Data entries:
^^^^
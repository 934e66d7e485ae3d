//! Execution façade: host bindings.
//!
//! A binding pairs a caller with exactly one pool entry, assigned at
//! creation. Invocation failures are captured into a shared failure log and
//! the call returns the caller-supplied default, so one failing handler
//! cannot abort a batch of invocations. The binding never mutates its
//! entry.

use crate::engine::value::{ContextValues, Value};
use crate::engine::{Invocation, InvokeOptions};
use crate::error::InvokeError;
use crate::pool::ObjectEntry;
use std::sync::{Arc, Mutex};
use tracing::warn;

/// One captured invocation failure.
#[derive(Debug, Clone)]
pub struct FailureRecord {
    /// Pool key of the bound entry.
    pub key: String,
    pub method: String,
    pub reason: String,
}

/// Failure log shared across bindings (or private to one).
pub type SharedFailureLog = Arc<Mutex<Vec<FailureRecord>>>;

pub fn shared_failure_log() -> SharedFailureLog {
    Arc::new(Mutex::new(Vec::new()))
}

pub struct HostBinding {
    entry: Arc<ObjectEntry>,
    failures: SharedFailureLog,
    options: InvokeOptions,
}

impl HostBinding {
    /// Binds to one pool entry with a private failure log.
    pub fn bind(entry: Arc<ObjectEntry>) -> Self {
        Self {
            entry,
            failures: shared_failure_log(),
            options: InvokeOptions::default(),
        }
    }

    /// Shares a failure log with other bindings.
    pub fn with_failure_log(mut self, log: SharedFailureLog) -> Self {
        self.failures = log;
        self
    }

    pub fn with_options(mut self, options: InvokeOptions) -> Self {
        self.options = options;
        self
    }

    pub fn entry(&self) -> &Arc<ObjectEntry> {
        &self.entry
    }

    /// Invokes `method` with no context. An absent method or a failing body
    /// yields `default`; the failure, if any, lands in the log.
    pub fn invoke(&self, method: &str, default: Value) -> Value {
        self.invoke_inner(method, None, default)
    }

    /// Invokes `method` against the caller's context values; handler writes
    /// are visible in `ctx` after the call returns.
    pub fn invoke_with(&self, method: &str, ctx: &mut ContextValues, default: Value) -> Value {
        self.invoke_inner(method, Some(ctx), default)
    }

    fn invoke_inner(
        &self,
        method: &str,
        ctx: Option<&mut ContextValues>,
        default: Value,
    ) -> Value {
        match self.try_invoke(method, ctx) {
            Ok(invocation) => invocation.value,
            Err(InvokeError::MethodNotFound(_)) => default,
            Err(e) => {
                let key = self.entry.key();
                warn!(key = %key, method, error = %e, "invocation failed");
                self.failures.lock().expect("failure log poisoned").push(
                    FailureRecord {
                        key,
                        method: method.to_string(),
                        reason: e.to_string(),
                    },
                );
                default
            }
        }
    }

    /// Strict variant: surfaces missing methods and execution failures as
    /// errors instead of a default. Does not write to the failure log.
    pub fn try_invoke(
        &self,
        method: &str,
        ctx: Option<&mut ContextValues>,
    ) -> Result<Invocation, InvokeError> {
        let unit = self
            .entry
            .method(method)
            .ok_or_else(|| InvokeError::MethodNotFound(method.to_string()))?;
        unit.run(method, ctx, &self.options)
    }

    pub fn failures(&self) -> Vec<FailureRecord> {
        self.failures.lock().expect("failure log poisoned").clone()
    }
}
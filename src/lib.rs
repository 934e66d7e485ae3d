//! modscript - runtime script extension points for a host application.
//!
//! The host registers owner types and typed argument contexts, then loads
//! small line-oriented DSL scripts that implement named handler methods
//! without recompiling the host.
//!
//! ## Pipeline
//! DSL Source -> Statement Translator -> Block Parser -> Backend Compile
//! -> Object Pool -> Host Binding invoke
//!
//! ## Quick Start
//!
//! ```rust
//! use modscript::{
//!     CompileScheduler, ContextDescriptor, ContextRegistry, ContextValues, FieldType,
//!     HostBinding, ScriptSource, SourceSpec, Value,
//! };
//! use std::sync::Arc;
//!
//! # #[tokio::main(flavor = "current_thread")]
//! # async fn main() {
//! let mut registry = ContextRegistry::new();
//! registry
//!     .register("item", &["use"], ContextDescriptor::new("item", [("i", FieldType::Int)]))
//!     .unwrap();
//!
//! let pool = modscript::shared_pool();
//! let scheduler = CompileScheduler::new(Arc::clone(&pool), Arc::new(registry));
//! let script = "type item called testItem1\nmethod use\ni = i + 1\nend\nend\n";
//! let handle = scheduler
//!     .run(vec![SourceSpec::memory(ScriptSource::from_text("demo.cns", script))])
//!     .unwrap();
//! handle.wait().await;
//!
//! let entry = pool.read().await.get("item.testItem1").unwrap();
//! let binding = HostBinding::bind(entry);
//! let mut ctx = ContextValues::from_pairs([("i", Value::Int(0))]);
//! binding.invoke_with("use", &mut ctx, Value::Unit);
//! assert_eq!(ctx.get("i"), Some(&Value::Int(1)));
//! # }
//! ```

// Core error handling
pub mod error;

// Statement-level translation and the pluggable compile/execute backend
pub mod engine;
pub mod translate;

// Host-side type metadata
pub mod registry;

// Source intake and the block parser over it
pub mod parser;
pub mod source;

// Compiled results and their repository
pub mod pool;
pub mod unit;

// Background compilation pipeline
pub mod job;

// Execution façade
pub mod binding;

pub use binding::{shared_failure_log, FailureRecord, HostBinding, SharedFailureLog};
pub use engine::value::{ContextValues, FieldType, Value};
pub use engine::{CompiledBody, Interpreter, Invocation, InvokeOptions, ScriptBackend};
pub use error::{InvokeError, JobError, PoolError, RegistryError, RuntimeError};
pub use job::{CompileScheduler, JobHandle, JobState, JobStatus, SourceSpec};
pub use parser::{BlockParser, ParseOutcome};
pub use pool::{shared_pool, ObjectEntry, ObjectPool, SharedPool};
pub use registry::{ContextDescriptor, ContextRegistry};
pub use source::ScriptSource;
pub use translate::Translator;
pub use unit::{Diagnostic, ExecutableUnit, Severity, UnitState};
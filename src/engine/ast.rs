//! AST for the statement subset the default backend executes.

#[derive(Debug, Clone, PartialEq)]
pub enum Stmt {
    /// `print(expr)`
    Print(Expr),
    /// `name = expr` (also reached via `this.name = expr`)
    Assign { name: String, value: Expr },
    /// A bare expression; the last one evaluated becomes the return value.
    Expr(Expr),
}

#[derive(Debug, Clone, PartialEq)]
pub enum Expr {
    Int(i64),
    Float(f64),
    Str(String),
    Bool(bool),
    /// Field or local read. `this.x` parses to the same node as `x`.
    Var(String),
    Unary {
        op: UnaryOp,
        operand: Box<Expr>,
    },
    Binary {
        op: BinOp,
        lhs: Box<Expr>,
        rhs: Box<Expr>,
    },
}

#[derive(Debug, Clone, Copy, PartialEq, Eq)]
pub enum UnaryOp {
    Neg,
    Not,
}

#[derive(Debug, Clone, Copy, PartialEq, Eq)]
pub enum BinOp {
    Add,
    Sub,
    Mul,
    Div,
    Mod,
    Eq,
    Ne,
    Lt,
    Le,
    Gt,
    Ge,
}

impl Expr {
    /// Collects every variable name the expression reads.
    pub fn collect_vars<'a>(&'a self, out: &mut Vec<&'a str>) {
        match self {
            Expr::Var(name) => out.push(name.as_str()),
            Expr::Unary { operand, .. } => operand.collect_vars(out),
            Expr::Binary { lhs, rhs, .. } => {
                lhs.collect_vars(out);
                rhs.collect_vars(out);
            }
            _ => {}
        }
    }
}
^^^^
Your reply should contain only the number of lines in the entries above with the word "handler".

3